The all-atom molecular dynamics (MD) simulations are considered the gold standard in simulating protein dynamics, but their computational cost is in many cases prohibitive for biologically relevant timescales. CABS, the well-established coarse-grained protein modeling tool, may generate consistent protein dynamics at highly reduced (three orders of magnitude) cost (2–6), although with some decrease of the resolution. The CABS-flex server follows the work of Jamroz et al. (2), where the authors demonstrated that the consensus view of protein near-native dynamics obtained from 10-ns MD simulations (all-atom, explicit water, for all protein metafolds using the four most popular force fields) is consistent with the CABS dynamics. The CABS-flex pipeline uses the CABS simulation protocol for near-native dynamics of globular proteins [for the development and optimization details see (2)]. The resulting trajectory is analyzed and clustered (and thus reduced) to a representative ensemble of protein models reflecting the flexibility of the input structure. An important attribute of protein models generated by the CABS model is that their spatial resolution (in Cα trace format) allows all-atom physically realistic models to be reconstructed [as shown previously in protein dynamics (3) and structure prediction (7,8) studies]. In the last step of the CABS-flex pipeline, the representative ensemble of predicted models is reconstructed to an all-atom representation followed by its visualization and conversion to data formats that are easy to analyze and use (e.g. as an input to docking methods or more exact simulation techniques).

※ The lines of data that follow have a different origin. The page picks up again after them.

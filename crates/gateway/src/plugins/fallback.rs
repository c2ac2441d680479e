//! Sequential provider failover.
//!
//! Activated with params listing `provider/model` targets, e.g.
//! `+fallback:openai/gpt-4o,anthropic/claude-3-haiku`. Targets are tried in
//! order through the invoker; the first success is written to the client and
//! the last failure surfaces when every target fails.

use async_trait::async_trait;
use axum::response::Response;

use crate::{
    error::{GatewayError, GatewayResult},
    pipeline::{HandlerInvoker, PipelineRequest},
    plugin::{Plugin, RecursiveHandlerPlugin},
};

#[derive(Default)]
pub struct FallbackPlugin;

impl FallbackPlugin {
    pub fn new() -> Self {
        Self
    }
}

impl Plugin for FallbackPlugin {
    fn name(&self) -> &str {
        "virtual:fallback"
    }

    fn as_recursive(&self) -> Option<&dyn RecursiveHandlerPlugin> {
        Some(self)
    }
}

/// Splits a params string into non-empty, trimmed targets.
pub(crate) fn parse_targets(params: &str) -> Vec<&str> {
    params
        .split(',')
        .map(str::trim)
        .filter(|target| !target.is_empty())
        .collect()
}

#[async_trait]
impl RecursiveHandlerPlugin for FallbackPlugin {
    async fn handle(
        &self,
        params: &str,
        invoker: &HandlerInvoker<'_>,
        request: &PipelineRequest,
    ) -> GatewayResult<Option<Response>> {
        let targets = parse_targets(params);

        if targets.is_empty() {
            return Ok(None);
        }

        let mut last_error = None;

        for target in &targets {
            log::debug!("Fallback attempting target '{target}'");

            match invoker.invoke_handler(request.with_model(target)).await {
                Ok(response) if response.status().is_success() => {
                    return Ok(Some(response));
                }
                Ok(response) => {
                    log::warn!("Fallback target '{target}' answered {}", response.status());
                    last_error = Some(GatewayError::Internal(format!(
                        "Fallback target '{target}' answered {}",
                        response.status()
                    )));
                }
                Err(error) => {
                    log::warn!("Fallback target '{target}' failed: {error}");
                    last_error = Some(error);
                }
            }
        }

        Err(last_error.unwrap_or_else(|| GatewayError::Internal("no fallback target succeeded".into())))
    }
}

#[cfg(test)]
mod tests {
    use super::*;

    #[test]
    fn target_parsing_skips_empty_entries() {
        assert_eq!(
            parse_targets("openai/gpt-4o, anthropic/claude-3-haiku,,"),
            vec!["openai/gpt-4o", "anthropic/claude-3-haiku"]
        );
        assert!(parse_targets("").is_empty());
    }
}
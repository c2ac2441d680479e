//! Switchboard configuration structures to map the switchboard.toml configuration.

#![deny(missing_docs)]

mod loader;
mod plugins;
mod posthog;
mod providers;
mod server;

use std::path::Path;

pub use plugins::PluginsConfig;
pub use posthog::PosthogConfig;
pub use providers::{ProviderConfig, ProviderStyle};
pub use server::ServerConfig;

use serde::Deserialize;
use std::collections::BTreeMap;

/// Main configuration structure for the switchboard application.
#[derive(Debug, Clone, Deserialize, Default)]
#[serde(default, deny_unknown_fields)]
pub struct Config {
    /// HTTP server configuration settings.
    pub server: ServerConfig,
    /// Upstream providers keyed by their lowercase name.
    pub providers: BTreeMap<String, ProviderConfig>,
    /// Plugin chain configuration (head and tail plugins).
    pub plugins: PluginsConfig,
    /// PostHog analytics configuration.
    pub posthog: PosthogConfig,
}

impl Config {
    /// Load configuration from a file path, applying environment overrides.
    pub fn load<P: AsRef<Path>>(path: P) -> anyhow::Result<Config> {
        loader::load(path)
    }

    /// Validates that the configuration has at least one provider.
    pub fn validate(&self) -> anyhow::Result<()> {
        loader::validate_has_providers(self)
    }
}

#[cfg(test)]
mod tests {
    use indoc::indoc;

    use crate::{Config, ProviderStyle};

    #[test]
    fn defaults() {
        let config: Config = toml::from_str("").unwrap();

        assert!(config.providers.is_empty());
        assert_eq!(config.plugins.head, vec!["models".to_string()]);
        assert_eq!(config.plugins.tail, vec!["posthog".to_string()]);
        assert!(config.posthog.api_key.is_none());
        assert!(!config.posthog.include_content);
        assert!(config.server.listen_address.is_none());
    }

    #[test]
    fn provider_table() {
        let config: Config = toml::from_str(indoc! {r#"
            [providers.openai]
            style = "openai"
            base_url = "https://api.openai.com/v1"

            [providers.anthropic]
            style = "anthropic"
            base_url = "https://api.anthropic.com/v1"
            api_key = "sk-test"
        "#})
        .unwrap();

        let openai = &config.providers["openai"];
        assert_eq!(openai.style, ProviderStyle::OpenAi);
        assert_eq!(openai.base_url.as_deref(), Some("https://api.openai.com/v1"));
        assert!(openai.api_key.is_none());

        let anthropic = &config.providers["anthropic"];
        assert_eq!(anthropic.style, ProviderStyle::Anthropic);
        assert!(anthropic.api_key.is_some());
    }

    #[test]
    fn rejects_unknown_top_level_fields() {
        let result: Result<Config, _> = toml::from_str("unknown_section = true");

        assert!(result.is_err());
    }
}
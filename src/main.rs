use std::path::PathBuf;

use anyhow::Result;
use clap::{Parser, Subcommand};

use aruodas_scraper::{scrape_rentals, scrape_sales, ScraperConfig};

#[derive(Debug, Parser)]
#[command(name = "aruodas-scraper", version, about = "Export Vilnius flat listings to CSV")]
struct Cli {
    #[command(subcommand)]
    command: Command,

    /// TOML config file
    #[arg(long, global = true)]
    config: Option<PathBuf>,

    /// Directory to write the CSV file to (overrides the config file)
    #[arg(long, global = true)]
    output_dir: Option<PathBuf>,

    /// Enable debug logging
    #[arg(short, long, global = true)]
    verbose: bool,
}

#[derive(Debug, Subcommand)]
enum Command {
    /// Scrape flats for rent
    Rent,
    /// Scrape flats for sale
    Buy,
}

#[tokio::main]
async fn main() -> Result<()> {
    let cli = Cli::parse();

    let default_level = if cli.verbose { "debug" } else { "info" };
    env_logger::init_from_env(env_logger::Env::new().default_filter_or(default_level));

    let mut config = ScraperConfig::load(cli.config.as_deref())?;
    if let Some(dir) = cli.output_dir {
        config.output_dir = dir;
    }

    match cli.command {
        Command::Rent => scrape_rentals(&config).await?,
        Command::Buy => scrape_sales(&config).await?,
    };

    Ok(())
}
use anyhow::{anyhow, Context, Result};
use scraper::{ElementRef, Html, Node, Selector};

use crate::listing::Listing;

/// Separator used both to join the address link's text nodes and to split them
/// back into region/street tokens.
const ADDRESS_SEPARATOR: &str = "-";

/// Outcome of classifying one results-table row.
#[derive(Debug, Clone, PartialEq, Eq)]
pub enum RowKind {
    /// A real listing, carrying the address tokens read from its title link.
    Listing { tokens: Vec<String> },
    /// A promotional row that has no titled address cell.
    Ad,
}

/// Extracts listings and pagination info from results pages
pub struct PageParser {
    table_body: Selector,
    row: Selector,
    address: Selector,
    heading: Selector,
    link: Selector,
    price: Selector,
    rooms: Selector,
    area: Selector,
    floors: Selector,
    pagination: Selector,
}

fn selector(css: &str) -> Result<Selector> {
    Selector::parse(css).map_err(|e| anyhow!("Failed to parse selector {}: {:?}", css, e))
}

impl PageParser {
    pub fn new() -> Result<Self> {
        Ok(Self {
            table_body: selector("tbody")?,
            row: selector("tr.list-row")?,
            address: selector("td.list-adress")?,
            heading: selector("h3")?,
            link: selector("a")?,
            price: selector("div.price")?,
            rooms: selector("td.list-RoomNum")?,
            area: selector("td.list-AreaOverall")?,
            floors: selector("td.list-Floors")?,
            pagination: selector("div.pagination")?,
        })
    }

    /// Parse every listing row of a results page, in document order.
    /// Ad rows are skipped.
    pub fn parse_listings(&self, html: &str) -> Result<Vec<Listing>> {
        let document = Html::parse_document(html);
        self.listings_in(&document)
    }

    /// Total page count announced by the pagination control.
    pub fn page_count(&self, html: &str) -> Result<u32> {
        let document = Html::parse_document(html);
        self.page_count_in(&document)
    }

    /// Listings and page count of the first results page, parsing it once.
    pub fn parse_first_page(&self, html: &str) -> Result<(Vec<Listing>, u32)> {
        let document = Html::parse_document(html);
        let listings = self.listings_in(&document)?;
        let pages = self.page_count_in(&document)?;
        Ok((listings, pages))
    }

    fn listings_in(&self, document: &Html) -> Result<Vec<Listing>> {
        let body = document
            .select(&self.table_body)
            .next()
            .context("Results table body not found")?;

        let mut listings = Vec::new();
        for row in body.select(&self.row) {
            match self.classify_row(row) {
                RowKind::Listing { tokens } => listings.push(self.parse_row(row, &tokens)?),
                RowKind::Ad => log::trace!("Skipping ad row"),
            }
        }

        Ok(listings)
    }

    fn page_count_in(&self, document: &Html) -> Result<u32> {
        let pagination = document
            .select(&self.pagination)
            .next()
            .context("Pagination control not found")?;

        let links: Vec<ElementRef> = pagination.select(&self.link).collect();
        if links.len() < 2 {
            anyhow::bail!("Pagination control has {} links, expected at least 2", links.len());
        }

        // The last link is the "next" arrow, not a page number.
        let label: String = links[links.len() - 2].text().collect();
        label
            .trim()
            .parse::<u32>()
            .with_context(|| format!("Pagination label {:?} is not a page number", label))
    }

    /// Decide whether `row` is a listing by looking for the `h3 > a` title
    /// link inside its address cell.
    pub fn classify_row(&self, row: ElementRef) -> RowKind {
        match self.title_link(row) {
            Some(link) => RowKind::Listing {
                tokens: address_tokens(link),
            },
            None => RowKind::Ad,
        }
    }

    /// Build a listing from a row already classified as one.
    pub fn parse_row(&self, row: ElementRef, tokens: &[String]) -> Result<Listing> {
        let (region, street) = split_address(tokens);

        let url = self
            .title_link(row)
            .and_then(|link| link.value().attr("href"))
            .context("Listing title link has no href")?
            .to_string();

        Ok(Listing {
            region,
            street,
            price: self.extract_price(row),
            rooms: self.cell_text(row, &self.rooms, "list-RoomNum")?,
            size: self.cell_text(row, &self.area, "list-AreaOverall")?,
            floors: self.cell_text(row, &self.floors, "list-Floors")?,
            url,
        })
    }

    /// Price of a row, read by position from the price block.
    ///
    /// The portal renders two shapes: five child nodes for a plain price and
    /// seven when a price-drop badge precedes it. Any other shape yields `None`.
    pub fn extract_price(&self, row: ElementRef) -> Option<String> {
        let block = row.select(&self.price).next()?;
        let children: Vec<_> = block.children().collect();

        let price_node = match children.len() {
            5 => children[1],
            7 => children[3],
            _ => return None,
        };

        let text = match price_node.value() {
            Node::Text(text) => text.to_string(),
            Node::Comment(comment) => comment.to_string(),
            Node::Element(_) => ElementRef::wrap(price_node)?.text().collect(),
            _ => String::new(),
        };

        Some(drop_last_chars(&text, 2).replace(' ', ""))
    }

    fn title_link<'a>(&self, row: ElementRef<'a>) -> Option<ElementRef<'a>> {
        let cell = row.select(&self.address).next()?;
        let heading = cell.select(&self.heading).next()?;
        heading.select(&self.link).next()
    }

    fn cell_text(&self, row: ElementRef, cell: &Selector, class: &str) -> Result<String> {
        let element = row
            .select(cell)
            .next()
            .with_context(|| format!("Listing row has no {} cell", class))?;

        let text: String = element.text().collect();
        Ok(text.replace(['\n', ' '], ""))
    }
}

/// Visible text of the address link: text nodes trimmed, empty ones dropped,
/// joined and split again on the separator.
fn address_tokens(link: ElementRef) -> Vec<String> {
    let joined = link
        .text()
        .map(str::trim)
        .filter(|part| !part.is_empty())
        .collect::<Vec<_>>()
        .join(ADDRESS_SEPARATOR);

    joined.split(ADDRESS_SEPARATOR).map(str::to_string).collect()
}

/// First token is the region, second the street. Anything past the second
/// token is ignored; fewer than two tokens leaves both empty.
pub fn split_address(tokens: &[String]) -> (Option<String>, Option<String>) {
    match tokens {
        [region, street, ..] => (Some(region.clone()), Some(street.clone())),
        _ => (None, None),
    }
}

fn drop_last_chars(text: &str, count: usize) -> &str {
    match text.char_indices().rev().nth(count - 1) {
        Some((idx, _)) => &text[..idx],
        None => "",
    }
}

As highlighted earlier in the text, there is a tremendous need for the structural description of protein flexibility in the form of 3D models and a lack of efficient tools for that purpose. For example, the major unsolved problem in protein–protein docking is the treatment of proteins with substantial backbone conformational change [as outlined in the review of the performance of protein docking techniques (9)]. Recent examples of web servers generating near-native conformational ensembles based on the input structure are NMSim (10) and RosettaBackrub (11) methods. The NMSim server implements simulation method based on normal-mode analysis, which is perhaps the most common approach to circumvent the computational cost associated with full dynamics simulations [implemented also in other servers (12,13)]. In contrast, the RosettaBackrub server uses a backrub sampling method (the backrub sampling involves internal backbone rotations about axes between Cα atoms) implemented in the Rosetta protein modeling program. Apart from a different prediction technique, the CABS-flex method distinguishes itself from the aforementioned tools by the kind and extent of validation studies. With regard to larger functionally relevant conformational changes (backbone movements larger than 1 Å), the RosettaBackrub and the NMSim benchmarks included, respectively, one (14) or a few cases (15) of experimentally observed conformational changes. The CABS-flex benchmark studies include theoretically simulated conformational changes (by the classical MD) of ∼400 proteins, as described later in the text.

MATERIALS AND METHODS

Input structure file

The only data required as an input are a protein structure file (given as a PDB code or uploaded by a user). The input structure file must be provided in PDB format (http://www.wwpdb.org/docs.html). Only single and continuous (without breaks) protein chains (up to 400 standard amino acids in length) are accepted. Non-standard amino acids are not accepted. Each residue must have a complete set of backbone atoms (N, Cα, C and O); side chain atoms may be missing. If multiple conformations for any single residue are provided in the PDB file, the CABS-flex uses only the first one. Heteroatoms (e.g. water or ligands) are not considered in the simulations. It is possible to upload PDB files containing alternative protein structures (such as determined by nuclear magnetic resonance methods), but then only the first model in the PDB file is used as an input.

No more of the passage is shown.